All of these things make me happy. When I'm doing these things I'm happy I'm doing them. For me to visualize a life with all of these things makes my heart do a little happy dance.
So how do I get from here to there?
I'm already well on my way-I've been working hard on this life for a few years now and through trial and error I've realized what seems to make this life manifest itself at the highest speed.
What threw me off for a while (and what I believe throws a lot of people off from living their dream life scenario) is that I had this idea that I needed all of these things to happen at once. That one day I would wake up at 27 years old and be the person that had and did all of those things.
For some odd reason I always thought that I had to add all of these things into my life at once in one fell swoop.
What I've come to find is that that is quite possibly the hardest way to make yourself happy and make your life come together the way you wish it would.

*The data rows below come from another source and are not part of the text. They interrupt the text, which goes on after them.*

//! Raw caption stream to display segments.
//!
//! Rolling auto-captions repeat the tail of the previous window in every new
//! segment. [`SegmentGrouper`] makes a single forward pass, dropping pure
//! repeats, stitching continuations onto the open group and starting a new
//! group on a time gap or a change of content.

use serde::{Deserialize, Serialize};

use crate::{
    merge::{collapse_self_repeat, combine_with},
    model::{DisplaySegment, RawCaptionSegment},
    overlap::OverlapPolicy,
    sanitize::{is_timestamp_only, sanitize},
};

#[derive(Debug, Clone, PartialEq, Serialize, Deserialize)]
#[serde(default)]
pub struct GroupingPolicy {
    /// Silence longer than this between raw segments always splits.
    pub max_gap_secs: f64,
    /// Suffix/prefix overlap must exceed this many chars to stitch.
    pub min_stitch_len: usize,
    pub overlap: OverlapPolicy,
}

impl Default for GroupingPolicy {
    fn default() -> Self {
        Self {
            max_gap_secs: 2.0,
            min_stitch_len: 3,
            overlap: OverlapPolicy::default(),
        }
    }
}

#[derive(Debug, Clone, Copy, Default, PartialEq, Eq, Serialize)]
pub struct GroupingStats {
    pub raw: usize,
    pub discarded_empty: usize,
    pub discarded_timestamp: usize,
    pub duplicates: usize,
    pub merged: usize,
    pub groups: usize,
}

#[derive(Debug, Clone, Default)]
pub struct SegmentGrouper {
    policy: GroupingPolicy,
}

impl SegmentGrouper {
    pub fn new(policy: GroupingPolicy) -> Self {
        Self { policy }
    }

    pub fn policy(&self) -> &GroupingPolicy {
        &self.policy
    }

    pub fn group(&self, raw: &[RawCaptionSegment]) -> Vec<DisplaySegment> {
        self.group_with_stats(raw).0
    }

    pub fn group_with_stats(
        &self,
        raw: &[RawCaptionSegment],
    ) -> (Vec<DisplaySegment>, GroupingStats) {
        let mut order: Vec<usize> = (0..raw.len()).collect();
        if raw.windows(2).any(|w| w[1].start < w[0].start) {
            tracing::warn!("raw captions are not ordered by start; re-sorting");
            order.sort_by(|&a, &b| raw[a].start.total_cmp(&raw[b].start));
        }

        let mut pass = GroupingPass::new(&self.policy);
        for idx in order {
            pass.push(idx, &raw[idx]);
        }
        pass.finish()
    }
}

fn absorb_duration(group: &mut DisplaySegment, s: &RawCaptionSegment) {
    let covered = s.end() - group.start;
    if covered > group.duration {
        group.duration = covered;
    }
}

/// State of one grouping run: the open group and the last text kept.
struct GroupingPass<'p> {
    policy: &'p GroupingPolicy,
    current: Option<DisplaySegment>,
    last_unique_text: String,
    last_end: Option<f64>,
    out: Vec<DisplaySegment>,
    stats: GroupingStats,
}

impl<'p> GroupingPass<'p> {
    fn new(policy: &'p GroupingPolicy) -> Self {
        Self {
            policy,
            current: None,
            last_unique_text: String::new(),
            last_end: None,
            out: Vec::new(),
            stats: GroupingStats::default(),
        }
    }

    fn push(&mut self, idx: usize, s: &RawCaptionSegment) {
        self.stats.raw += 1;

        let text = sanitize(&s.text);
        if text.is_empty() {
            self.stats.discarded_empty += 1;
            return;
        }
        if is_timestamp_only(&text) {
            tracing::debug!(idx, text = text.as_str(), "dropping timestamp-only caption");
            self.stats.discarded_timestamp += 1;
            return;
        }

        let gap = self.last_end.map(|end| s.start - end);
        self.last_end = Some(self.last_end.map_or(s.end(), |end| end.max(s.end())));

        if let Some(group) = self.current.as_mut() {
            let repeated = text == self.last_unique_text
                || (!self.last_unique_text.is_empty() && self.last_unique_text.contains(&text));
            if repeated {
                absorb_duration(group, s);
                group.source_segments.push(idx);
                self.stats.duplicates += 1;
                return;
            }
        }

        let same_instant = self
            .current
            .as_ref()
            .is_some_and(|g| s.start <= g.start);
        let split = match &self.current {
            None => true,
            Some(_) if same_instant => false,
            Some(_) => {
                gap.is_some_and(|g| g > self.policy.max_gap_secs)
                    || !self
                        .policy
                        .overlap
                        .has_significant_overlap(&text, &self.last_unique_text)
            }
        };

        if split {
            self.close();
            tracing::debug!(idx, start = s.start, "opening display segment");
            self.last_unique_text.clone_from(&text);
            self.current = Some(DisplaySegment {
                start: s.start,
                duration: s.duration,
                text,
                source_segments: vec![idx],
            });
            return;
        }

        let Some(group) = self.current.as_mut() else {
            return;
        };
        let combined = combine_with(&group.text, &text, self.policy.min_stitch_len);
        group.source_segments.push(idx);
        if combined == group.text {
            absorb_duration(group, s);
            self.stats.duplicates += 1;
            return;
        }

        group.duration = (s.end() - group.start).max(group.duration);
        self.last_unique_text.clone_from(&combined);
        group.text = combined;
        self.stats.merged += 1;
    }

    fn close(&mut self) {
        if let Some(mut segment) = self.current.take() {
            let collapsed = collapse_self_repeat(&segment.text);
            if collapsed.len() != segment.text.len() {
                segment.text = collapsed.to_string();
            }
            self.out.push(segment);
        }
    }

    fn finish(mut self) -> (Vec<DisplaySegment>, GroupingStats) {
        self.close();
        self.stats.groups = self.out.len();
        tracing::debug!(
            raw = self.stats.raw,
            groups = self.stats.groups,
            duplicates = self.stats.duplicates,
            merged = self.stats.merged,
            "grouping finished"
        );
        (self.out, self.stats)
    }
}

/// Group with the default policy.
pub fn group_segments(raw: &[RawCaptionSegment]) -> Vec<DisplaySegment> {
    SegmentGrouper::default().group(raw)
}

Why was I trying to make travel and a blog and new experiences and keeping close with family and friends this over night success story?
I spent so much time wondering why I wasn't already there.
Now it all makes sense to me.
I was sabotaging myself into not having those things by expecting to wake up one day and have the opportunity for these to come at me all at once.
No. This isn't how it has happened. What has made my dreams form into tangible things that I can see and touch is that I did small things everyday to get myself to the point where travel was a bigger part of my life, I had my own blog and freelance business, I said yes to new experiences, and I went out of my way to talk to my family and friends.
Instead of thinking that one day God would come down and part the sea for me I decided to chip away day after day.
Yeah it would have been a hell of a lot easier to have had a higher power come and part the sea for me and hand me all of these things within one hour of my life but let's be serious.
Would it taste as sweet if it was handed to me?
When I put energy into taking time out of each day to further my blog career, my freelance writing, my traveling, finding cool things to do, and talking to family it's all coming together on its own.
The more days that I just do one or two things that bring me closer to my dreams being a tangible, real thing the faster it's coming true.
So no, it's not being handed to me in a sense. I'm working hard at it but I'm enjoying the person that it is turning me into. It's setting me up for extreme success because I'm learning everything I need to know to be that person that I will be when I have all of those things.
In the simplest way possible: we want to add things into our lives piece by piece for the fastest results. It kind of sounds hypocritical but this is exactly what has been working for me.
The more small things I add in the faster my dreams are becoming reality and honestly the happier I am.
There's joy in building your future when it's a future that is calling to you day in and day out. There's a happiness that comes from working hard today so that in five years you are so much farther than you were today. There's a gratitude that starts to permanently resonate as you figure out that your dreams are coming into form.
I want everyone to know this feeling. To feel the relief that what they wish life would be is well on its way.
Just like I'm writing this blog today and just finished traveling for the week I want you to start adding small things to your life that make you happy and put you in the right direction. Anything that resonates with you in a positive way, do. Remember that feeling and then continue doing things that make you feel that way.
You'll look back in a few months and only have one thing to say to yourself, thank you.